**DATA SHOWN:**

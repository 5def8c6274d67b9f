//! Per-bee behavior: the seek / pollinate / trail-emit state machine and the
//! steering that couples agent motion to the flower population.

use bee_meadow_core::{BeeActivity, BeeId, Phase, Position, Velocity, TICK_SECONDS};
use rand::Rng;

use crate::World;

const MAX_SPEED: f64 = 0.008;
const STEER_STRENGTH: f64 = 0.10;
const ARRIVAL_RADIUS: f64 = 0.04;
const BRAKING_RADIUS: f64 = 0.12;
const JITTER: f64 = 0.000_12;
const EDGE_MARGIN: f64 = 0.03;
const EDGE_NUDGE: f64 = 0.001;
const TRAIL_WINDOW: f64 = 4.0;
const TRAIL_DELAY: f64 = 1.0;
const EMIT_PROBABILITY: f64 = 0.18;
const POLLINATE_MIN_SECONDS: f64 = 1.5;
const POLLINATE_MAX_SECONDS: f64 = 3.5;

/// Mobile agent seeking flowers across the meadow canvas.
#[derive(Clone, Copy, Debug)]
pub(crate) struct Bee {
    pub(crate) id: BeeId,
    pub(crate) position: Position,
    pub(crate) velocity: Velocity,
    pub(crate) size: f64,
    pub(crate) target: Position,
    pub(crate) activity: BeeActivity,
}

impl Bee {
    pub(crate) fn spawn(id: BeeId, rng: &mut impl Rng) -> Self {
        Self {
            id,
            position: Position::new(rng.gen_range(0.05..=0.95), rng.gen_range(0.05..=0.95)),
            velocity: Velocity::ZERO,
            size: rng.gen_range(9.0..=15.0),
            // Placeholder target; the world rewires every bee right after
            // the batch is created.
            target: Position::new(rng.gen_range(0.05..=0.95), rng.gen_range(0.05..=0.95)),
            activity: BeeActivity::Seeking,
        }
    }
}

impl World {
    /// Advances every bee by one tick through its behavior state machine.
    pub(crate) fn advance_bees(&mut self) {
        let mut rng = rand::thread_rng();
        for index in 0..self.bees.len() {
            let mut bee = self.bees[index];

            match bee.activity {
                BeeActivity::Pollinating { remaining } => {
                    let remaining = remaining - TICK_SECONDS;
                    if remaining <= 0.0 {
                        // Leaving the flower opens the delayed trail window
                        // and picks the next destination.
                        bee.activity = BeeActivity::TrailEmitting {
                            remaining: TRAIL_WINDOW,
                        };
                        bee.target = self.random_target(&mut rng);
                    } else {
                        bee.activity = BeeActivity::Pollinating { remaining };
                    }
                    // Hovering: position and velocity stay untouched.
                }
                BeeActivity::TrailEmitting { remaining } => {
                    let remaining = remaining - TICK_SECONDS;
                    if remaining <= 0.0 {
                        bee.activity = BeeActivity::Seeking;
                    } else {
                        bee.activity = BeeActivity::TrailEmitting { remaining };
                        let since_leaving = TRAIL_WINDOW - remaining;
                        if since_leaving >= TRAIL_DELAY
                            && rng.gen_range(0.0..1.0) < EMIT_PROBABILITY
                        {
                            self.emit_burst(bee.position, &mut rng);
                        }
                    }
                    steer(&mut bee, &mut rng);
                }
                BeeActivity::Seeking => {
                    steer(&mut bee, &mut rng);
                }
            }

            self.bees[index] = bee;
        }
    }

    /// Picks a uniformly random flower position as the bee's next target.
    ///
    /// Planted flowers join the pool during Recovery. With no candidates at
    /// all the bee wanders to a random interior point instead.
    pub(crate) fn random_target(&self, rng: &mut impl Rng) -> Position {
        let planted = if self.phase == Phase::Recovery {
            self.planted_flowers.as_slice()
        } else {
            &[]
        };

        let candidates = self.flowers.len() + planted.len();
        if candidates == 0 {
            return Position::new(rng.gen_range(0.1..=0.9), rng.gen_range(0.1..=0.9));
        }

        let pick = rng.gen_range(0..candidates);
        if pick < self.flowers.len() {
            self.flowers[pick].position
        } else {
            planted[pick - self.flowers.len()].position
        }
    }

    /// Rewires every bee toward a freshly drawn target.
    pub(crate) fn rewire_bee_targets(&mut self) {
        let mut rng = rand::thread_rng();
        for index in 0..self.bees.len() {
            self.bees[index].target = self.random_target(&mut rng);
        }
    }
}

/// Steers a bee toward its target, landing on arrival.
///
/// A target occupying the bee's exact position yields zero distance, which
/// falls inside the arrival radius before any division happens.
fn steer(bee: &mut Bee, rng: &mut impl Rng) {
    let distance = bee.position.distance_to(bee.target);

    if distance < ARRIVAL_RADIUS {
        bee.activity = BeeActivity::Pollinating {
            remaining: rng.gen_range(POLLINATE_MIN_SECONDS..=POLLINATE_MAX_SECONDS),
        };
        bee.velocity = Velocity::ZERO;
        return;
    }

    // Slow down linearly inside the braking zone.
    let approach = if distance < BRAKING_RADIUS {
        distance / BRAKING_RADIUS
    } else {
        1.0
    };
    let speed = MAX_SPEED * approach;
    let desired_dx = (bee.target.x() - bee.position.x()) / distance * speed;
    let desired_dy = (bee.target.y() - bee.position.y()) / distance * speed;

    let mut dx = bee.velocity.dx() + (desired_dx - bee.velocity.dx()) * STEER_STRENGTH;
    let mut dy = bee.velocity.dy() + (desired_dy - bee.velocity.dy()) * STEER_STRENGTH;

    // Wing-beat jitter keeps the flight organic.
    dx += rng.gen_range(-JITTER..=JITTER);
    dy += rng.gen_range(-JITTER..=JITTER);

    dx = dx.clamp(-MAX_SPEED, MAX_SPEED);
    dy = dy.clamp(-MAX_SPEED, MAX_SPEED);

    let mut position = bee.position.offset_by(Velocity::new(dx, dy));

    // Soft repulsion near the canvas edges, applied to the carried velocity
    // so the push unfolds over the following ticks.
    if position.x() < EDGE_MARGIN {
        dx += EDGE_NUDGE;
    }
    if position.x() > 1.0 - EDGE_MARGIN {
        dx -= EDGE_NUDGE;
    }
    if position.y() < EDGE_MARGIN {
        dy += EDGE_NUDGE;
    }
    if position.y() > 1.0 - EDGE_MARGIN {
        dy -= EDGE_NUDGE;
    }

    position = position.clamped_to_canvas();

    bee.velocity = Velocity::new(dx, dy);
    bee.position = position;
}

**TASK:**
The lines above that include "return" should each be listed.

**ANSWER BOX:**
            return Position::new(rng.gen_range(0.1..=0.9), rng.gen_range(0.1..=0.9));
        return;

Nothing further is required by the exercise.